(Raw data Opens)

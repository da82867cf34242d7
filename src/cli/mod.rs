//! Command Line Interface (CLI) layer for colorcloud.
//!
//! Defines argument parsing (`args`), CLI error types (`errors`) and the
//! orchestration logic (`runner`) that turns flags and an optional preset
//! into `PlotParams` before calling `colorcloud::api`.
pub mod args;
pub mod errors;
pub mod runner;

pub use args::CliArgs;
pub use runner::run;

(Raw data Closes)

*Task requirements*. Type the records again in full, matching them exactly.

*Task output*.
repository da82867cf34242d7
filename src/cli/mod.rs
//! Command Line Interface (CLI) layer for colorcloud.
//!
//! Defines argument parsing (`args`), CLI error types (`errors`) and the
//! orchestration logic (`runner`) that turns flags and an optional preset
//! into `PlotParams` before calling `colorcloud::api`.
pub mod args;
pub mod errors;
pub mod runner;

pub use args::CliArgs;
pub use runner::run;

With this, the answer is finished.